## Exercise goal
Where the records below reach the line containing "in the JSON failure.", start transcribing, and end with the line containing "Underlying globset error.", exactly and with nothing else added.
Provided information below:
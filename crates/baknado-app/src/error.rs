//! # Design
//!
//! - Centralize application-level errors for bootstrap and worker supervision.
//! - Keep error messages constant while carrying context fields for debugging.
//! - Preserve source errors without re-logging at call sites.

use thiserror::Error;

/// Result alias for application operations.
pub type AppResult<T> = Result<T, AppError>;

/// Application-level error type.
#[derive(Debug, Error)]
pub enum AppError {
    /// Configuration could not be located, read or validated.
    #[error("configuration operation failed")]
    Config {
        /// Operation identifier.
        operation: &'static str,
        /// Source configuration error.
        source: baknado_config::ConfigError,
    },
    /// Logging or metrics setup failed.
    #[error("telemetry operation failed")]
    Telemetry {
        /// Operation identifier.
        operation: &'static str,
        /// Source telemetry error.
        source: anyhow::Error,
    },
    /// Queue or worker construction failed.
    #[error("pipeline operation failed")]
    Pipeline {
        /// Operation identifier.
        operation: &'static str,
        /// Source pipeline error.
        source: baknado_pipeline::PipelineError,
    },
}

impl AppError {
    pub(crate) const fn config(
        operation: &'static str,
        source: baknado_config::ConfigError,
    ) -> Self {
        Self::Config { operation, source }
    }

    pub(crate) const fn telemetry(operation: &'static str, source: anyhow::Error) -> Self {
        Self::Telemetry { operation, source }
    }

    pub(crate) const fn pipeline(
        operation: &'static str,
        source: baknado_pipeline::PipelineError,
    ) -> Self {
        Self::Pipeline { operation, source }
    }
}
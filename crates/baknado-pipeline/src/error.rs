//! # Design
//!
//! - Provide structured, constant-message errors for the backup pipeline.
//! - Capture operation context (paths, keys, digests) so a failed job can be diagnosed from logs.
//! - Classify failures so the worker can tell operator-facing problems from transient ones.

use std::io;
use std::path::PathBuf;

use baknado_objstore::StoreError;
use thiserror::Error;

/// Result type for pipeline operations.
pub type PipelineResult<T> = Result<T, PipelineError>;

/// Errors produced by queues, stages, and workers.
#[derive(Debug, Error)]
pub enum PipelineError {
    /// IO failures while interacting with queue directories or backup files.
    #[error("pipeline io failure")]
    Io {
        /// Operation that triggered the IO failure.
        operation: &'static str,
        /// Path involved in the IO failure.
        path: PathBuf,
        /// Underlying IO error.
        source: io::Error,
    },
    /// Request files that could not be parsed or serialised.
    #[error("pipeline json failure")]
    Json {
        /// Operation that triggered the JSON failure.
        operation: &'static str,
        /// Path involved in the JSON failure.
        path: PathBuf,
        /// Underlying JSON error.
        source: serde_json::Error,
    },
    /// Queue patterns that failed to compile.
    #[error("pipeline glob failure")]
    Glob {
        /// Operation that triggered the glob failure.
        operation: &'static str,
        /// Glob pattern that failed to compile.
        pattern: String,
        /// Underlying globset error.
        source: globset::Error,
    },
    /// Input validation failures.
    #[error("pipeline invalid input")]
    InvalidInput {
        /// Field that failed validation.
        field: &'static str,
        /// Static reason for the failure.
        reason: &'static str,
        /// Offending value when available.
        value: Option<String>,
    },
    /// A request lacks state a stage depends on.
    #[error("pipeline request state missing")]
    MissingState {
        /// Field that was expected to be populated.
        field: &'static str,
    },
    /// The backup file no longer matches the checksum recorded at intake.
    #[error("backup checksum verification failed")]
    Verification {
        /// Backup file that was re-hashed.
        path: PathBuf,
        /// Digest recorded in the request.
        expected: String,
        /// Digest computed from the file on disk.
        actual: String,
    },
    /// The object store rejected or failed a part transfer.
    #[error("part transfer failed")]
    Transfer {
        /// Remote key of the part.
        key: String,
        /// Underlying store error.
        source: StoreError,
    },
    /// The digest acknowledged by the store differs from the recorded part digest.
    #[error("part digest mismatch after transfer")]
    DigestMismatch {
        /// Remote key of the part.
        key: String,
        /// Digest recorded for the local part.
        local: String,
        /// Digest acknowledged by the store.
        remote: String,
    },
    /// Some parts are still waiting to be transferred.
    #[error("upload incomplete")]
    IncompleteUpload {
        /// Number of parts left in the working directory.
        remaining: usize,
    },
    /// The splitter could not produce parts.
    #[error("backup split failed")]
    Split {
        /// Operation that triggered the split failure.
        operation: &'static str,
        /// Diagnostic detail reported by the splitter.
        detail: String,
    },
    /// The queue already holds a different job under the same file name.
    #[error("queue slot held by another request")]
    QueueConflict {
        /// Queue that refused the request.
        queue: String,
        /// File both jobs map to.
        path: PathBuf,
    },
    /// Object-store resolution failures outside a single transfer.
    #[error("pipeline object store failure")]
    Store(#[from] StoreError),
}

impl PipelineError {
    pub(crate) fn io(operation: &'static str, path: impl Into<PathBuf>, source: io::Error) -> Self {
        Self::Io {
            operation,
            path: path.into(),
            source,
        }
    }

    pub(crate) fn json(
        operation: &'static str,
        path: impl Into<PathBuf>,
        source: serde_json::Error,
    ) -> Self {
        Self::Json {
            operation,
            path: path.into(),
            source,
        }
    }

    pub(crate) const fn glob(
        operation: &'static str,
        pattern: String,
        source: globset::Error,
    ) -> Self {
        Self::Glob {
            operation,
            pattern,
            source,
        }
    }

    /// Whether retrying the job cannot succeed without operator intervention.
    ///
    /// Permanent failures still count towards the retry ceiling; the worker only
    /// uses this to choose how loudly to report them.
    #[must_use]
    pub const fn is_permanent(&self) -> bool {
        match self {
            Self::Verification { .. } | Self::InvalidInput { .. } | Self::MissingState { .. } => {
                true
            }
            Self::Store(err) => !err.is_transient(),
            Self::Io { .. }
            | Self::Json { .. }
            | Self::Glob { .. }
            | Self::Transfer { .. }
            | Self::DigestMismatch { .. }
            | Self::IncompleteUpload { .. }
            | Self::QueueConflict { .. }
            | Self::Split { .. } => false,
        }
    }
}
End of Provided information.
## Reply
        /// Path involved in the JSON failure.
        path: PathBuf,
        /// Underlying JSON error.
        source: serde_json::Error,
    },
    /// Queue patterns that failed to compile.
    #[error("pipeline glob failure")]
    Glob {
        /// Operation that triggered the glob failure.
        operation: &'static str,
        /// Glob pattern that failed to compile.
        pattern: String,
        /// Underlying globset error.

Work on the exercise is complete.